About this exercise: Copying exactly, give the lines in the material below from the one with "assert!(scene.is_in_view(site.primary));" to the one with "let layers = view.layers(&id(overlay)).unwrap();", ends included, and nothing besides.

Data for this exercise:
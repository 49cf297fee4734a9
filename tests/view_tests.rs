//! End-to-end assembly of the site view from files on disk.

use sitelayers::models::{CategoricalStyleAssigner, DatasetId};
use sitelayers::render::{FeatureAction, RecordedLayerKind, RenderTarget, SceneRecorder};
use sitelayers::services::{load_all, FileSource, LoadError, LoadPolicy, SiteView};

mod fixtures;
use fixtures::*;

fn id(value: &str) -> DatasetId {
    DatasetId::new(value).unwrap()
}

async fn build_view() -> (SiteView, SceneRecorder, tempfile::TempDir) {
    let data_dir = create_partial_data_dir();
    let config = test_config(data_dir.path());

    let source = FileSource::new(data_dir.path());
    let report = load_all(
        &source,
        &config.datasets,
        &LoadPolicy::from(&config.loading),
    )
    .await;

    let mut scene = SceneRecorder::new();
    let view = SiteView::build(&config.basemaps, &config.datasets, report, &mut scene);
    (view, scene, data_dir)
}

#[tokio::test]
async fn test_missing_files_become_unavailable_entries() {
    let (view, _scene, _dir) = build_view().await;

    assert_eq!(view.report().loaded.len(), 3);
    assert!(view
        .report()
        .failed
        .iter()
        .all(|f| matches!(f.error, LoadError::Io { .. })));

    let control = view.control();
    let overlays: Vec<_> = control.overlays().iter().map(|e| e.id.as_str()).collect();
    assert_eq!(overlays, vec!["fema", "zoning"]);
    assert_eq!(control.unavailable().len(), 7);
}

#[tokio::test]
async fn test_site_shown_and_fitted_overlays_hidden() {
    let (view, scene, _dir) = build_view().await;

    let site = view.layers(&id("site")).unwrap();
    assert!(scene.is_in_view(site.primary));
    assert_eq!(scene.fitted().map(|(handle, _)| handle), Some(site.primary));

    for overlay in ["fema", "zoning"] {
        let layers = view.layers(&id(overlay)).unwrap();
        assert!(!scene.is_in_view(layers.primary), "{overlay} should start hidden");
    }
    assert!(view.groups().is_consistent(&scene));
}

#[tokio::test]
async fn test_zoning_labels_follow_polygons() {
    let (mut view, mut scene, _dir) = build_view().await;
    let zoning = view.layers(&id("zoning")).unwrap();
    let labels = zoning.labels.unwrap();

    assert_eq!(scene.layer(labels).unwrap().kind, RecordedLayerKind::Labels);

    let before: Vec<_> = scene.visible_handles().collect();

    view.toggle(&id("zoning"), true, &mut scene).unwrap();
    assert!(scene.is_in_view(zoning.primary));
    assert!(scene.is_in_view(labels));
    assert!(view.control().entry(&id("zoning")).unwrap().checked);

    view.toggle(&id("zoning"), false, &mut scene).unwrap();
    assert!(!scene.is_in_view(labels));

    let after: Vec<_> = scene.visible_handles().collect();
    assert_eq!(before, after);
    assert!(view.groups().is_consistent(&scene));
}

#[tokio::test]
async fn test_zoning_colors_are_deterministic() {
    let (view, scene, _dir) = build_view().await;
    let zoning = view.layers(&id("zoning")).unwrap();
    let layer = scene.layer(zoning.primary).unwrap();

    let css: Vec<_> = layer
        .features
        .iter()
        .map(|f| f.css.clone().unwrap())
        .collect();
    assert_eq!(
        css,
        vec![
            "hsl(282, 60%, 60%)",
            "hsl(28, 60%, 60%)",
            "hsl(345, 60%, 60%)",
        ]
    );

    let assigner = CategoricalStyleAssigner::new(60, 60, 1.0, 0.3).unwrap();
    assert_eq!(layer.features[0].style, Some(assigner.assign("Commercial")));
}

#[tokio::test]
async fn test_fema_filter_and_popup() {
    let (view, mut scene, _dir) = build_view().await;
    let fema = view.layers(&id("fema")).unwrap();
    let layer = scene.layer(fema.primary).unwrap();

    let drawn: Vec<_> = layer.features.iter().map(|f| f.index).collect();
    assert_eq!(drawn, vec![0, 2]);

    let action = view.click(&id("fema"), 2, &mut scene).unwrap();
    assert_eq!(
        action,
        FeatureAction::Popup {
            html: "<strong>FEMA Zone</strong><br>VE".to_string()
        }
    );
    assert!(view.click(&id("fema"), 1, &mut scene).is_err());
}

---

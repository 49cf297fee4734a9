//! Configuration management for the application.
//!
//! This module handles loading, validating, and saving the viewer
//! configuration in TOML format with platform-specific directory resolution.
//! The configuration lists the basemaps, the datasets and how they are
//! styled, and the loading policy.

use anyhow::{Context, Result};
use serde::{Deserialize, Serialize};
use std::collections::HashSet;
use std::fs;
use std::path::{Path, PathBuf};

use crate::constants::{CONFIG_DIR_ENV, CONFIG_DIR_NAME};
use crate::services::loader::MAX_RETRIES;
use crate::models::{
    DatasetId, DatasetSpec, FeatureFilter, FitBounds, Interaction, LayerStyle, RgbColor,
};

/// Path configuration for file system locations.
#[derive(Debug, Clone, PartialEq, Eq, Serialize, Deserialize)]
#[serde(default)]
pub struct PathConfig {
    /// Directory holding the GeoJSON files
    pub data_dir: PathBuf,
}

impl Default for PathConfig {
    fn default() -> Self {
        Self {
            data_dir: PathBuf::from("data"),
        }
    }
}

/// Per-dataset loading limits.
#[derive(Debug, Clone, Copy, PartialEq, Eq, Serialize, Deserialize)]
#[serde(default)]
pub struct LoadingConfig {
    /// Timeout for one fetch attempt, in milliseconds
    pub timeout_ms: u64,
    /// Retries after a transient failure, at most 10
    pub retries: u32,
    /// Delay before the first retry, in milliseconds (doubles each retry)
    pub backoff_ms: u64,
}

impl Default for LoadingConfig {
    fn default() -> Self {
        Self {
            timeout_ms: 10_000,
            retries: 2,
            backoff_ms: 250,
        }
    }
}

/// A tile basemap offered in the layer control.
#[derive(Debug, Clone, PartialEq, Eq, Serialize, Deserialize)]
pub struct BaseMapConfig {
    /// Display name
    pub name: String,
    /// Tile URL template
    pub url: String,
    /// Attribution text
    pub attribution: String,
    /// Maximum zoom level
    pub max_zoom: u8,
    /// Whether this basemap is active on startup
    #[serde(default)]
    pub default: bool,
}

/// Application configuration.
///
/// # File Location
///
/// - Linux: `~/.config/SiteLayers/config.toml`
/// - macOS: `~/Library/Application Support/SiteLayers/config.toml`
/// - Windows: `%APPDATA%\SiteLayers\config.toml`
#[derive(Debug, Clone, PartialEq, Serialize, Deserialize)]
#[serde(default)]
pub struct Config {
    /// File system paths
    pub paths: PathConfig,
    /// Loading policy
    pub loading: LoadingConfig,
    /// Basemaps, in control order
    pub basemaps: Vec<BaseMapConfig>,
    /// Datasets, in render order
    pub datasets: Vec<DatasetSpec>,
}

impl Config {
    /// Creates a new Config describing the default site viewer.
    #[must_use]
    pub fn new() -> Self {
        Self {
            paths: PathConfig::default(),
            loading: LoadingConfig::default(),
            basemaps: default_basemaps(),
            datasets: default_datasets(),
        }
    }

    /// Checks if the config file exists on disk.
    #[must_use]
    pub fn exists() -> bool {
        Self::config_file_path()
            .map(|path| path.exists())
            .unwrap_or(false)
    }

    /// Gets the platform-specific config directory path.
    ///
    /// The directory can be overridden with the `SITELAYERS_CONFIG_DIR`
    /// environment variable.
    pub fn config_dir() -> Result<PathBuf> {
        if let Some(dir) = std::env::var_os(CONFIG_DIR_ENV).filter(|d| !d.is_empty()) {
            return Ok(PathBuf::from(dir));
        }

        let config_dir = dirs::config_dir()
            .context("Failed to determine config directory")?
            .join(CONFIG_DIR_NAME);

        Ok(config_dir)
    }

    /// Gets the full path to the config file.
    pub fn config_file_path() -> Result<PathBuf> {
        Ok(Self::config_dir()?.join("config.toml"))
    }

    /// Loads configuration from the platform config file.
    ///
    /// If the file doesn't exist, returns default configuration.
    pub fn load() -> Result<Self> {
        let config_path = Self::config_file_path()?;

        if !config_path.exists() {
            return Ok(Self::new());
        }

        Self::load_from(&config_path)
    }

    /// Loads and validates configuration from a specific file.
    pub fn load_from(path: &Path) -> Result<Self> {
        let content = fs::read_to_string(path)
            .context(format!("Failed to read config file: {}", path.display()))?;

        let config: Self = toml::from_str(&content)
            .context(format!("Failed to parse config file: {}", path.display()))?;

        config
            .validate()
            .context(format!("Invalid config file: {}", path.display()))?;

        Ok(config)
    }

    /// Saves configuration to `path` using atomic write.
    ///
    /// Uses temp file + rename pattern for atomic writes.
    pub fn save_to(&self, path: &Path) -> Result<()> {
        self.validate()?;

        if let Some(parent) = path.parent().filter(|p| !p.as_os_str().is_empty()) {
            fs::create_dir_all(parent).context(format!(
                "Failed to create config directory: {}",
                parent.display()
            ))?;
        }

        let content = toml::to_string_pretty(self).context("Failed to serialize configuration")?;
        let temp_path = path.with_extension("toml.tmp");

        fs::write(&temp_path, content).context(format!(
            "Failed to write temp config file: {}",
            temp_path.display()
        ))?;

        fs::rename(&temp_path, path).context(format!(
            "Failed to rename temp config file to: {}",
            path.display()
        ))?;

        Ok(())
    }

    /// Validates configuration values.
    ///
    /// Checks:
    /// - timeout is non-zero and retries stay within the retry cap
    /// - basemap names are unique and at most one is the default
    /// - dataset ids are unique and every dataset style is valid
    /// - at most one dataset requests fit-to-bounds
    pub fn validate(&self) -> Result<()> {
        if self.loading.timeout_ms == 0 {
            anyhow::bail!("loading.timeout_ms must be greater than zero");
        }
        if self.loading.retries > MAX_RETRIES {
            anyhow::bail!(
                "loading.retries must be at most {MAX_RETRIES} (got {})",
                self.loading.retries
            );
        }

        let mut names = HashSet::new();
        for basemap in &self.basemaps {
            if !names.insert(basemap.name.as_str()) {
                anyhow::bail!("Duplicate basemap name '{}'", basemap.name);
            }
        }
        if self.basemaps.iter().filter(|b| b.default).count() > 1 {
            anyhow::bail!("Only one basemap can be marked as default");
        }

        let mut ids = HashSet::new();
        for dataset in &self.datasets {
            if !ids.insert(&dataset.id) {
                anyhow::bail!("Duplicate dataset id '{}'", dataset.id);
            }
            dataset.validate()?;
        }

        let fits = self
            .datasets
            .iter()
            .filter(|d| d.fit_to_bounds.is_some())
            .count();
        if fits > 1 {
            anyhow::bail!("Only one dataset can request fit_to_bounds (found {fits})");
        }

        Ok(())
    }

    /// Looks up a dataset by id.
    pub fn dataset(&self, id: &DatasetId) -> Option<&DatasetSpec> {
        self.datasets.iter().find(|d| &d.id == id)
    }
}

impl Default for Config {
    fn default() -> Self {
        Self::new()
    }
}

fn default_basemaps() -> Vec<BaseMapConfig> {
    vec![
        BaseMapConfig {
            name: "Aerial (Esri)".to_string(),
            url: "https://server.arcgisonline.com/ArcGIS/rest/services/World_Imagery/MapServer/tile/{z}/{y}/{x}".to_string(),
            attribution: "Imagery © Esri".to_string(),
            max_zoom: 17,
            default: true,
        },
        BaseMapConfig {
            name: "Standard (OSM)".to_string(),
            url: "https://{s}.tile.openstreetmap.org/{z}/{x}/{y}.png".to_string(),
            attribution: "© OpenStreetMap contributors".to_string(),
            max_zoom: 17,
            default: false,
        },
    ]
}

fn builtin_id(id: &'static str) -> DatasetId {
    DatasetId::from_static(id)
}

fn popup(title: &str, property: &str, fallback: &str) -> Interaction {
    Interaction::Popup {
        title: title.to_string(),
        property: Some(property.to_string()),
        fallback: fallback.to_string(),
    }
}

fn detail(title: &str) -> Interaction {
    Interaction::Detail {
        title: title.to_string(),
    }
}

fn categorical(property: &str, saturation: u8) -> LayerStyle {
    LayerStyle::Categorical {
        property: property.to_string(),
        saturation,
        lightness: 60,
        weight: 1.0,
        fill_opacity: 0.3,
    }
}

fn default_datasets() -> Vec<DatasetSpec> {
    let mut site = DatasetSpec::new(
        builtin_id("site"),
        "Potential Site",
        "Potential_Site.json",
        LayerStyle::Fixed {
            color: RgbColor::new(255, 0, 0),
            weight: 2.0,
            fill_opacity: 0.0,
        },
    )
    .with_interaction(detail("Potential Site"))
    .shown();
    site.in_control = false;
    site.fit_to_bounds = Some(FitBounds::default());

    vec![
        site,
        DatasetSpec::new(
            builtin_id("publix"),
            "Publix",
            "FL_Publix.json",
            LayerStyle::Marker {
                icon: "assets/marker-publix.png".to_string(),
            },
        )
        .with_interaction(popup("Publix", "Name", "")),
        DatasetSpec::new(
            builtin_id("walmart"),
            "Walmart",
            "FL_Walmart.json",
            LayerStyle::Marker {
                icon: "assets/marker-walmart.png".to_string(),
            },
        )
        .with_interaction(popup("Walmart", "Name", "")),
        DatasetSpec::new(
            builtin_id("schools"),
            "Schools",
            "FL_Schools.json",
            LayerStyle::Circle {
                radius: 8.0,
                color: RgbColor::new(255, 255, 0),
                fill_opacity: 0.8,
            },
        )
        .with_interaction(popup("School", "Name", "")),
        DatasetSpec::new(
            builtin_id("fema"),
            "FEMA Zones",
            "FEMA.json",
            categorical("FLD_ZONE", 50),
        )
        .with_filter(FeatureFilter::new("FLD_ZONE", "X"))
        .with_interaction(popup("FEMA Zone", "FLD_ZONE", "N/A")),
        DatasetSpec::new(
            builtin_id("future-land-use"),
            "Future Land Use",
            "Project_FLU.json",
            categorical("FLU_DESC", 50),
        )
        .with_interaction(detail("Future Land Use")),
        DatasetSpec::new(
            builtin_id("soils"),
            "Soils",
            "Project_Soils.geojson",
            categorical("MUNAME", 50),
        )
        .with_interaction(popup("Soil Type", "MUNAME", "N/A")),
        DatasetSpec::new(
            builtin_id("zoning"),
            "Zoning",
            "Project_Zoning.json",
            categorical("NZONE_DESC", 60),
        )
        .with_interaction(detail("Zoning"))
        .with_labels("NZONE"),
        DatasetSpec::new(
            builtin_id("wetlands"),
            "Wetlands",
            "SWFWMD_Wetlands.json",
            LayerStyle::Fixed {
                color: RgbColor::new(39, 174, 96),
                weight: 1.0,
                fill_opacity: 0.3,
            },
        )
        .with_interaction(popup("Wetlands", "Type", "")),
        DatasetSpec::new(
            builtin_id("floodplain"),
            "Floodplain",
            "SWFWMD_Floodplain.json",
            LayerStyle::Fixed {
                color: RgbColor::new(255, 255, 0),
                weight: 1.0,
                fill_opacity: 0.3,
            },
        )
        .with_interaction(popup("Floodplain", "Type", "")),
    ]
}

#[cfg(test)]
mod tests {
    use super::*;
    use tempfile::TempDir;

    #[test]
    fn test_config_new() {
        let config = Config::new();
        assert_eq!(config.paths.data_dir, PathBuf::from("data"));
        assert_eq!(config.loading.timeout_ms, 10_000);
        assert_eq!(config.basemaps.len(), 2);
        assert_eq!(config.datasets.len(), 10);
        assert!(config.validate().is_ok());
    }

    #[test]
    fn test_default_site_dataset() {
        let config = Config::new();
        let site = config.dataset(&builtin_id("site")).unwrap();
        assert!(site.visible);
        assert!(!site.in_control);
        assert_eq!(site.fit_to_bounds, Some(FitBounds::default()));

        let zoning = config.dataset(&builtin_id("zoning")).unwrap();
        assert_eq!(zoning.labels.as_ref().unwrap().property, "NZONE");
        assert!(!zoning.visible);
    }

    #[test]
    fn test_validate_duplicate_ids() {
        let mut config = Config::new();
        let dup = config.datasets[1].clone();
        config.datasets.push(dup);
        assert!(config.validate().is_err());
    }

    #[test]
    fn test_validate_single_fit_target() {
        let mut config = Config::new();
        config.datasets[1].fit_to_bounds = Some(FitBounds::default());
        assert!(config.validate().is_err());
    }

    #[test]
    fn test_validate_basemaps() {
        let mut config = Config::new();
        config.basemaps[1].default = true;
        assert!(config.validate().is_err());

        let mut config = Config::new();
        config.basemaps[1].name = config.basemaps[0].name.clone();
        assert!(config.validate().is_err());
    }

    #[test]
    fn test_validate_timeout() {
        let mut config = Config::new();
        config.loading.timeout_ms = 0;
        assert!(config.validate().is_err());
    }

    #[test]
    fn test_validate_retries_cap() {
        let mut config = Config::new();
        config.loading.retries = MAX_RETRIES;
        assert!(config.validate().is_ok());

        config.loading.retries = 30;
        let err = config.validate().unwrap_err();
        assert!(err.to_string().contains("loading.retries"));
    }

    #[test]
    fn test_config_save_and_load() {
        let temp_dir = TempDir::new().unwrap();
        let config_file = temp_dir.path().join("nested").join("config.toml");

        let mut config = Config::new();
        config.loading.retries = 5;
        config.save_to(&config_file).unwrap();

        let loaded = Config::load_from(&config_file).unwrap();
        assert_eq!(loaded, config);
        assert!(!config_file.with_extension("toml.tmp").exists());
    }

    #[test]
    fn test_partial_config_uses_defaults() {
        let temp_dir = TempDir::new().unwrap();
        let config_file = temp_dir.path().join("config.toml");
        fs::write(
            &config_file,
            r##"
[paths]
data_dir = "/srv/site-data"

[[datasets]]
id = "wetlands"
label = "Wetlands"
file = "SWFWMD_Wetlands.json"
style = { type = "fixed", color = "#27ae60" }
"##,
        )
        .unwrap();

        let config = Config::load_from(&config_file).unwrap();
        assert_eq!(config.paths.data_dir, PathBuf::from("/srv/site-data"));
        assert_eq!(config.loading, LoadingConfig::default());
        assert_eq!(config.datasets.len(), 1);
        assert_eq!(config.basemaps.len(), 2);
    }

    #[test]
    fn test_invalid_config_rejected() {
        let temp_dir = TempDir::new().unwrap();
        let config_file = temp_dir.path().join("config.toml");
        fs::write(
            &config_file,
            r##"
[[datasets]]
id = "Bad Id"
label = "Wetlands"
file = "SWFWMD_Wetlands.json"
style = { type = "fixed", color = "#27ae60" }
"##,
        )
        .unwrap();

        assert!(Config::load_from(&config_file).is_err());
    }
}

Exercise output:
    assert!(scene.is_in_view(site.primary));
    assert_eq!(scene.fitted().map(|(handle, _)| handle), Some(site.primary));

    for overlay in ["fema", "zoning"] {
        let layers = view.layers(&id(overlay)).unwrap();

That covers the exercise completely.